List all the lines in these records that hold "IdentitySource".

##########

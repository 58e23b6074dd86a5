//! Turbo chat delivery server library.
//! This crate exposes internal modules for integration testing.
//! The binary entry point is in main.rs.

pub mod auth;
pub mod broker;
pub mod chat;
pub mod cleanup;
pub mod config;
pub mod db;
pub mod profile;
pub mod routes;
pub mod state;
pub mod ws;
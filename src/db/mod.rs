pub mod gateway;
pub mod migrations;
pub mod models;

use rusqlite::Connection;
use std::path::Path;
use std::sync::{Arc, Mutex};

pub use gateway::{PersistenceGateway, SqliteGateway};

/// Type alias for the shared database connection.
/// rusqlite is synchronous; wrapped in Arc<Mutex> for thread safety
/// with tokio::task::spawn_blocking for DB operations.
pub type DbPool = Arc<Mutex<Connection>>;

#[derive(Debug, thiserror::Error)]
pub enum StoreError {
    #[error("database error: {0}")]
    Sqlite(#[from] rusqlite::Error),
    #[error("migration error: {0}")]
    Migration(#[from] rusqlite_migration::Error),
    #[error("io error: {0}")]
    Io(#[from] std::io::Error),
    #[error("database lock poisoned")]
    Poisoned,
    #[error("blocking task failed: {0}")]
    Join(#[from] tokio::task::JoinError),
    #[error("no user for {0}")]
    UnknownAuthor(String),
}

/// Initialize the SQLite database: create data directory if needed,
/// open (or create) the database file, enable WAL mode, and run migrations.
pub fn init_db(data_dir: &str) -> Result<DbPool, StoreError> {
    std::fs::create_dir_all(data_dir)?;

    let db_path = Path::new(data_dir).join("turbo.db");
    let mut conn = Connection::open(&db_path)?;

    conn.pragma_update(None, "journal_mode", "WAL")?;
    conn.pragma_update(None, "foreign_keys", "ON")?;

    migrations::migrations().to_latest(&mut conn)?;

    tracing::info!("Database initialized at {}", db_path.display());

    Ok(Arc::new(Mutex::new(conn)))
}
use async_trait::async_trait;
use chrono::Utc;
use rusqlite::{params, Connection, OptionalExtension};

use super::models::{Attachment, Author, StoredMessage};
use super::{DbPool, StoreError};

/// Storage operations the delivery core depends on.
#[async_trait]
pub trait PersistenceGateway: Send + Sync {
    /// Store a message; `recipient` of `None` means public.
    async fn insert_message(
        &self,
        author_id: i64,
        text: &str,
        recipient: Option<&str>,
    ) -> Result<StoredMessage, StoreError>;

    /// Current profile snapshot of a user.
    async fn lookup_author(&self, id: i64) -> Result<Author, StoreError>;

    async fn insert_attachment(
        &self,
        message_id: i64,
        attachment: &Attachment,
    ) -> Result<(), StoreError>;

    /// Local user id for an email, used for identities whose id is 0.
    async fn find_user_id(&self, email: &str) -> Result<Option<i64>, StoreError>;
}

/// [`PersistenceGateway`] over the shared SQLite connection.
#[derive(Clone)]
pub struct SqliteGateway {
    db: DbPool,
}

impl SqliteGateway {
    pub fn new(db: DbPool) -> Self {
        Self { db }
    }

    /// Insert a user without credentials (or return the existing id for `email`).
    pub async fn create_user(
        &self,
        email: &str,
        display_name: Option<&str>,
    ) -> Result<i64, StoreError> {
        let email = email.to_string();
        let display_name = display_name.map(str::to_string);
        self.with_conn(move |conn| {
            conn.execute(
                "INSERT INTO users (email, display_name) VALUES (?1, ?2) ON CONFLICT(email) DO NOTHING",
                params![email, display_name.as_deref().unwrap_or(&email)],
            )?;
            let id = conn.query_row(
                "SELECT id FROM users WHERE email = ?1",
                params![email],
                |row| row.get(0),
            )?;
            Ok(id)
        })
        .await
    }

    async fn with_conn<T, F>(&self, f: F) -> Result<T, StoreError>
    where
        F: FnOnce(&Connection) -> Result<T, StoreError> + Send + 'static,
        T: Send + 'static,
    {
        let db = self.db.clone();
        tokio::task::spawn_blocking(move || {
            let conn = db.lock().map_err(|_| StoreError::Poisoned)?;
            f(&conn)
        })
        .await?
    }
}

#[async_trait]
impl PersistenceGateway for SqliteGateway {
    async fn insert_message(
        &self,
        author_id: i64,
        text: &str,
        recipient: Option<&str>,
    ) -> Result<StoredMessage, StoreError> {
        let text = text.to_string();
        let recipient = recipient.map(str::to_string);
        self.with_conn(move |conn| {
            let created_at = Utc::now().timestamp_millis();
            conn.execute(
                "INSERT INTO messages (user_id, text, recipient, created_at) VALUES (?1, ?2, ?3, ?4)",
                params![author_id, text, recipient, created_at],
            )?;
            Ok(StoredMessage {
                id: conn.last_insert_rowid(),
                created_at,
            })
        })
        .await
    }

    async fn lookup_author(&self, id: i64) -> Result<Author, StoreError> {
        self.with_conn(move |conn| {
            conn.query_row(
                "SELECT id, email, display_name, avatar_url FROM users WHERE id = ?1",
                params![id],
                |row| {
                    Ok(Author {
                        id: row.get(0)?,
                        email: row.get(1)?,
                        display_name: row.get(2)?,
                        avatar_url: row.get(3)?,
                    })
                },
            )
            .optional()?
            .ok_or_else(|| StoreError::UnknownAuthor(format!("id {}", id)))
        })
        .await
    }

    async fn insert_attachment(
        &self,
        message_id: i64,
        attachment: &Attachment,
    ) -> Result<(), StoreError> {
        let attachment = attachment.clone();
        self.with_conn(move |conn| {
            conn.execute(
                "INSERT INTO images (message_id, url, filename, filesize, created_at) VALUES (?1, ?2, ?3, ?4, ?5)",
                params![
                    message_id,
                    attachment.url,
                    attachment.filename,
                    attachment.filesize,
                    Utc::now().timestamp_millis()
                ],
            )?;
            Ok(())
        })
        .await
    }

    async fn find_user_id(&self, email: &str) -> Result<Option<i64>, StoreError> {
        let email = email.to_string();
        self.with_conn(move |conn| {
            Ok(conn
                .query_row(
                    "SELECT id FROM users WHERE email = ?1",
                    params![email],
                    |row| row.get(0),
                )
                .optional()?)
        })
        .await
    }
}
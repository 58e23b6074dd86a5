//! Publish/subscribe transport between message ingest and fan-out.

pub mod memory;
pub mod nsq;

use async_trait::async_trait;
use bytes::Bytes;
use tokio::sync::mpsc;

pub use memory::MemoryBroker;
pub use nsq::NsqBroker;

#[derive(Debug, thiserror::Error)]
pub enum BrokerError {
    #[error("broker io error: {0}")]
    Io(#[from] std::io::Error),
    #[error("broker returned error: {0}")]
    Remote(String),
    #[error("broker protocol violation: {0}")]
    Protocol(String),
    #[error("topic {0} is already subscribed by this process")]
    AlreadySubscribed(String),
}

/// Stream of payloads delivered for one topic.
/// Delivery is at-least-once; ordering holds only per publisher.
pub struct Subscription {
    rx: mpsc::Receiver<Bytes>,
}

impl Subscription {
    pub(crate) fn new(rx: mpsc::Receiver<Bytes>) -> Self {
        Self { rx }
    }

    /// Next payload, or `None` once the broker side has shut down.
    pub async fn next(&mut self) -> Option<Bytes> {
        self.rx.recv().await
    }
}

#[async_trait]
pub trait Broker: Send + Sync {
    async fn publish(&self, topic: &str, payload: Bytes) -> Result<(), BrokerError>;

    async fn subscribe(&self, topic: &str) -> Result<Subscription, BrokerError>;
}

##########

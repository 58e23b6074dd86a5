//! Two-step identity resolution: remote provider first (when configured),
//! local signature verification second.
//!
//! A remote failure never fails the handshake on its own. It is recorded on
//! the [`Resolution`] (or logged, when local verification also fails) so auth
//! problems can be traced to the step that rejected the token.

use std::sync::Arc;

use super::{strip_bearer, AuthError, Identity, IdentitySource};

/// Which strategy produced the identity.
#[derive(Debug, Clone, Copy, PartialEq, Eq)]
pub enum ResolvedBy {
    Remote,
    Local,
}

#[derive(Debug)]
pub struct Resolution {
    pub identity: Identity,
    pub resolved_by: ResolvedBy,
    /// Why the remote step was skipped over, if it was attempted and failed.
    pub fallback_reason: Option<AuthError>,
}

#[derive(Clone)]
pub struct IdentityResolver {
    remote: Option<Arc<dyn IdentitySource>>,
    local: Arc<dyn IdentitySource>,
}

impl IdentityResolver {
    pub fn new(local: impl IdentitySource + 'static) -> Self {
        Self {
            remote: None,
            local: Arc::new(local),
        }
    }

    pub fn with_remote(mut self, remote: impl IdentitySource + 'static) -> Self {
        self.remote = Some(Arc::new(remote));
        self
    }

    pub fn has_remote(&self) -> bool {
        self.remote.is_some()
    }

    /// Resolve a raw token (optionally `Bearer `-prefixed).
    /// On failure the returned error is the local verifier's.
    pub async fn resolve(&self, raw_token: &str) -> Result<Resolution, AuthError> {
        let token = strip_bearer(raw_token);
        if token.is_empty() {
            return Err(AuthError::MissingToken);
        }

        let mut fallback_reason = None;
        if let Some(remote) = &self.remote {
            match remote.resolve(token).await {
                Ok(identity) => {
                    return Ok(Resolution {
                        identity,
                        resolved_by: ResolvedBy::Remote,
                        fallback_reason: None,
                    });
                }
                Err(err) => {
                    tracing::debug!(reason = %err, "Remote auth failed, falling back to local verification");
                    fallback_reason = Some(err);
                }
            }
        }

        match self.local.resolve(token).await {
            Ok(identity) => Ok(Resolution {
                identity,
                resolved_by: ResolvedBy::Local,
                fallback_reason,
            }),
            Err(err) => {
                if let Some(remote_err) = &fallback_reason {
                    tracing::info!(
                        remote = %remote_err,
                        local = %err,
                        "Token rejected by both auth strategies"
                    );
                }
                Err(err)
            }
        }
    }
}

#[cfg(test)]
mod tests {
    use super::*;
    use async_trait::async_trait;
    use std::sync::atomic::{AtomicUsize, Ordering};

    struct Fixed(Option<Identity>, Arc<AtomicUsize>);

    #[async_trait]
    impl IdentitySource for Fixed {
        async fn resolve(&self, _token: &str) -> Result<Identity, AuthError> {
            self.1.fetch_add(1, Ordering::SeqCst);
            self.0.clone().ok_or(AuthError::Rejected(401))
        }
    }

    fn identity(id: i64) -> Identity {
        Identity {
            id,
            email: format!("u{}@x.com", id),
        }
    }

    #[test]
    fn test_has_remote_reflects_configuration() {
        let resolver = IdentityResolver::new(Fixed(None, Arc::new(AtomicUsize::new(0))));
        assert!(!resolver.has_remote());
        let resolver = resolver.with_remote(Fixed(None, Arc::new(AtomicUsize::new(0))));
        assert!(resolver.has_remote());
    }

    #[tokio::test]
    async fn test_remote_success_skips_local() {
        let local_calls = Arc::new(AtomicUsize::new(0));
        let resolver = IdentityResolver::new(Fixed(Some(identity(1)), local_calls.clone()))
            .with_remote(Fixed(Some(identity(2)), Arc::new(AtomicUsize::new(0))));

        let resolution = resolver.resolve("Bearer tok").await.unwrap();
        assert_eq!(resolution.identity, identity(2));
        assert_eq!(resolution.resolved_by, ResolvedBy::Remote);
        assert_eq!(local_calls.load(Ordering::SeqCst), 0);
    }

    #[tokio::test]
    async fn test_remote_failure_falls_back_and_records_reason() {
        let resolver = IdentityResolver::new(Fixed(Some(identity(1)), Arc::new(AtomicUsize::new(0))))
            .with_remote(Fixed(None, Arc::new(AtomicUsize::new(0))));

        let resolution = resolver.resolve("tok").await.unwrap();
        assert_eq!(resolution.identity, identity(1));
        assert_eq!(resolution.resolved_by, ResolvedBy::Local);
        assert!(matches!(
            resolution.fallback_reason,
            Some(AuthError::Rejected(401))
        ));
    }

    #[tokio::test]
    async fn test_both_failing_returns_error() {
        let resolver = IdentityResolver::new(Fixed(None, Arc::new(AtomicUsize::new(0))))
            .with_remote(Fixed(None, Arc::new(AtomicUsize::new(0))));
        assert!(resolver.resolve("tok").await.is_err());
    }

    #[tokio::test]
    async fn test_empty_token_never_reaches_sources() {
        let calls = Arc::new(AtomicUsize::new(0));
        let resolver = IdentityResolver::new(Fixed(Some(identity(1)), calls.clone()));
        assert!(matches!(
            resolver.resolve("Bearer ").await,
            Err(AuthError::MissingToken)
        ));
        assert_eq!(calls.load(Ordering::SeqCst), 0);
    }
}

##########

PROBLEM SOLUTION.
use super::{strip_bearer, AuthError, Identity, IdentitySource};
    remote: Option<Arc<dyn IdentitySource>>,
    local: Arc<dyn IdentitySource>,
    pub fn new(local: impl IdentitySource + 'static) -> Self {
    pub fn with_remote(mut self, remote: impl IdentitySource + 'static) -> Self {
    impl IdentitySource for Fixed {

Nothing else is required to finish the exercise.